The goal for today is to better understand what we mean by terms such as velocity, speed, acceleration, and deceleration. Let’s start with an example, namely the motion of a ball thrown upward and then acted upon by gravity.
A major source of confusion in problems of this sort has to do with blurring the distinction between speed and velocity. The speed s is, by definition, the magnitude of the velocity vector: s := |v|. Note the contrast: When we throw the ball upward:
|– velocity –||– speed –|
|The change in velocity is uniformly downward. The velocity is becoming less upward and/or more downward, which is the same thing.||The speed is decreasing during the upward trajectory, and increasing during the subsequent downward trajectory.|
At this point we have a problem, because the rate-of-change of velocity is called acceleration ... but the rate-of-change of speed is also called acceleration! Obviously this creates enormous potential for confusion. We can begin to untangle things as follows:
|The rate-of-change of velocity is the vector acceleration.||The rate-of-change of speed is the scalar acceleration.|
|The laws of physics are most simply written in terms of velocity, not speed. In a physics context, the unadorned word “acceleration” probably refers to the vector acceleration, but this is not 100% guaranteed.|
|There is no special word for the opposite of the vector acceleration. The opposite of an acceleration in the +X direction is also an acceleration, namely an acceleration in the −X direction.||Scalar acceleration means speeding up. The opposite is called deceleration, which means slowing down.|
Do not confuse the vector acceleration with the scalar acceleration. The scalar acceleration can be considered one component of the vector acceleration, namely the projection in the “forward” direction (although this is undefined if the object is at rest).

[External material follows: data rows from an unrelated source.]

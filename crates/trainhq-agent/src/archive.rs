use std::path::{Path, PathBuf};

use async_trait::async_trait;
use tokio::process::Command;

use crate::error::{ArchiveError, truncate_utf8};

/// Packs dataset directories into a single compressed file on disk.
///
/// The returned file is owned by the caller, which removes it once done.
#[async_trait]
pub trait ArchiveProvider: Send + Sync {
    async fn generate_archive(&self, paths: &[PathBuf]) -> Result<PathBuf, ArchiveError>;
}

/// Builds `.tar.gz` archives with the system `tar`, each dataset stored
/// under its own directory name.
#[derive(Debug, Clone)]
pub struct TarArchiver {
    carapp_path: PathBuf,
    scratch_dir: PathBuf,
    /// Relative dataset paths resolve against this; the process cwd if unset.
    base_dir: Option<PathBuf>,
}

impl TarArchiver {
    pub fn new(carapp_path: impl Into<PathBuf>) -> Self {
        Self {
            carapp_path: carapp_path.into(),
            scratch_dir: std::env::temp_dir(),
            base_dir: None,
        }
    }

    pub fn with_base_dir(mut self, dir: impl Into<PathBuf>) -> Self {
        self.base_dir = Some(dir.into());
        self
    }

    /// Every `-C` handed to tar must be absolute: a relative one is taken
    /// relative to the directory the previous `-C` moved into.
    fn resolve(&self, path: &Path) -> std::io::Result<PathBuf> {
        if path.is_absolute() {
            return Ok(path.to_path_buf());
        }
        let base = match &self.base_dir {
            Some(dir) => dir.clone(),
            None => std::env::current_dir()?,
        };
        Ok(base.join(path))
    }

    pub fn with_scratch_dir(mut self, dir: impl Into<PathBuf>) -> Self {
        self.scratch_dir = dir.into();
        self
    }

    fn myconfig(&self) -> Option<PathBuf> {
        let p = self.carapp_path.join("myconfig.py");
        p.is_file().then_some(p)
    }
}

fn split_entry(path: &Path) -> Result<(PathBuf, PathBuf), ArchiveError> {
    let name = path
        .file_name()
        .ok_or_else(|| ArchiveError::MissingPath(path.to_path_buf()))?;
    let parent = path
        .parent()
        .filter(|p| !p.as_os_str().is_empty())
        .unwrap_or_else(|| Path::new("."));
    Ok((parent.to_path_buf(), PathBuf::from(name)))
}

#[async_trait]
impl ArchiveProvider for TarArchiver {
    async fn generate_archive(&self, paths: &[PathBuf]) -> Result<PathBuf, ArchiveError> {
        if paths.is_empty() {
            return Err(ArchiveError::EmptyInput);
        }
        let mut resolved = Vec::with_capacity(paths.len());
        for p in paths {
            let abs = self.resolve(p)?;
            if !tokio::fs::try_exists(&abs).await? {
                return Err(ArchiveError::MissingPath(p.clone()));
            }
            resolved.push(abs);
        }

        tokio::fs::create_dir_all(&self.scratch_dir).await?;
        let out = self
            .scratch_dir
            .join(format!("tub_archive_{}.tar.gz", uuid::Uuid::new_v4()));

        let mut cmd = Command::new("tar");
        cmd.arg("-czf").arg(&out);
        for p in &resolved {
            let (parent, name) = split_entry(p)?;
            cmd.arg("-C").arg(parent).arg(name);
        }
        if let Some(myconfig) = self.myconfig() {
            let (parent, name) = split_entry(&self.resolve(&myconfig)?)?;
            cmd.arg("-C").arg(parent).arg(name);
        }
        cmd.stdin(std::process::Stdio::null());

        tracing::debug!(archive = %out.display(), datasets = paths.len(), "generating tub archive");
        let output = cmd.output().await?;
        if !output.status.success() {
            let _ = tokio::fs::remove_file(&out).await;
            return Err(ArchiveError::ToolFailed {
                status: output.status.to_string(),
                stderr: truncate_utf8(String::from_utf8_lossy(&output.stderr).trim(), 4 * 1024),
            });
        }

        Ok(out)
    }
}

#[cfg(test)]
mod tests {
    use super::*;
    use crate::testing::scratch_dir;

    async fn list_entries(archive: &Path) -> Vec<String> {
        let out = Command::new("tar")
            .arg("-tzf")
            .arg(archive)
            .output()
            .await
            .unwrap();
        assert!(out.status.success());
        String::from_utf8_lossy(&out.stdout)
            .lines()
            .map(|l| l.trim_end_matches('/').to_string())
            .collect()
    }

    #[tokio::test]
    async fn archives_datasets_under_their_names() {
        let root = scratch_dir("archive-ok");
        let data = root.join("data");
        for tub in ["tub_18_19-04-06", "tub_6_20-03-31"] {
            std::fs::create_dir_all(data.join(tub)).unwrap();
            std::fs::write(data.join(tub).join("manifest.json"), b"{}").unwrap();
        }
        let carapp = root.join("mycar");
        std::fs::create_dir_all(&carapp).unwrap();
        std::fs::write(carapp.join("myconfig.py"), b"DRIVE_LOOP_HZ = 20\n").unwrap();

        let archiver = TarArchiver::new(&carapp).with_scratch_dir(root.join("tmp"));
        let archive = archiver
            .generate_archive(&[data.join("tub_18_19-04-06"), data.join("tub_6_20-03-31")])
            .await
            .unwrap();

        assert!(archive.is_file());
        let entries = list_entries(&archive).await;
        assert!(entries.contains(&"tub_18_19-04-06/manifest.json".to_string()));
        assert!(entries.contains(&"tub_6_20-03-31/manifest.json".to_string()));
        assert!(entries.contains(&"myconfig.py".to_string()));
    }

    #[tokio::test]
    async fn relative_datasets_share_one_base() {
        let root = scratch_dir("archive-relative");
        for tub in ["tub_1", "tub_2"] {
            std::fs::create_dir_all(root.join("data").join(tub)).unwrap();
            std::fs::write(root.join("data").join(tub).join("catalog_0.catalog"), b"{}").unwrap();
        }

        let archiver = TarArchiver::new(root.join("mycar"))
            .with_scratch_dir(root.join("tmp"))
            .with_base_dir(&root);
        let archive = archiver
            .generate_archive(&[PathBuf::from("data/tub_1"), PathBuf::from("data/tub_2")])
            .await
            .unwrap();

        let entries = list_entries(&archive).await;
        assert!(entries.contains(&"tub_1/catalog_0.catalog".to_string()));
        assert!(entries.contains(&"tub_2/catalog_0.catalog".to_string()));
        assert!(!entries.iter().any(|e| e.starts_with("data")));
    }

    #[test]
    fn resolve_keeps_absolute_and_joins_relative() {
        let archiver = TarArchiver::new("/nonexistent").with_base_dir("/srv/car");
        assert_eq!(
            archiver.resolve(Path::new("data/tub_1")).unwrap(),
            PathBuf::from("/srv/car/data/tub_1")
        );
        assert_eq!(
            archiver.resolve(Path::new("/data/tub_1")).unwrap(),
            PathBuf::from("/data/tub_1")
        );

        let cwd_based = TarArchiver::new("/nonexistent");
        assert!(cwd_based.resolve(Path::new("tub_1")).unwrap().is_absolute());
    }

    #[tokio::test]
    async fn missing_dataset_fails_without_archive() {
        let root = scratch_dir("archive-missing");
        let archiver = TarArchiver::new(root.join("mycar")).with_scratch_dir(root.join("tmp"));

        let err = archiver
            .generate_archive(&[root.join("nope")])
            .await
            .unwrap_err();
        assert!(matches!(err, ArchiveError::MissingPath(p) if p.ends_with("nope")));
        assert!(!root.join("tmp").exists());
    }

    #[tokio::test]
    async fn empty_input_is_rejected() {
        let archiver = TarArchiver::new("/nonexistent");
        assert!(matches!(
            archiver.generate_archive(&[]).await.unwrap_err(),
            ArchiveError::EmptyInput
        ));
    }
}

To repeat: The vector acceleration is defined to be the change in velocity, per unit time. As the name suggests, it is a vector. This term applies no matter how the acceleration is oriented relative to the initial velocity. There are several possible orientations. The following table shows how to convert vector language to scalar language in each case:
|– Vector language –||– Corresponding scalar language –|
|Acceleration in the same direction as the velocity.||Speeding up.|
|Acceleration directly opposite to the velocity.||Slowing down.|
|Acceleration at right angles to the velocity.||Constant speed.|
|Note: Sideways acceleration corresponds to turning. In the case of uniform circular motion, the magnitude of the acceleration remains constant, and the direction of acceleration remains perpendicular to the velocity. This is a classic example of a situation where the scalar acceleration is zero even though the vector acceleration is nonzero.|
|Acceleration at some odd angle relative to the velocity.||No good way to describe it in terms of scalars.|
|Acceleration of an object at a moment when its velocity is zero.||No way to describe it in terms of scalars; the scalar acceleration formula produces bogus expressions of the form 0/0.|
No matter what terminology you use, it is almost always a bad idea to formulate physics problems in terms of speed, so you should stick to describing motion in terms of the vectors: position, velocity, and acceleration (namely the vector acceleration).
Specifically, in the case of the ball moving under the influence of gravity, it would be unwise and unhelpful (although possible) to formulate the problem in terms of scalar speed and scalar acceleration. Using these ideas, you could say the ball “decelerates” on the way up and “accelerates” on the way down. That’s literally true, but unhelpfully suggests that the physics is different on the way up and on the way down. (For more about the physics of weight and gravity, see reference 1.) It would be much better to analyze the problem in terms of velocity (not speed) plus vector acceleration. The vector acceleration is the same throughout the flight, i.e. it has a constant magnitude and a constant direction. It is always directed downward.
For a much more technical discussion of acceleration, including a discussion of how things accelerate when they are already moving at nearly the speed of light, see reference 2.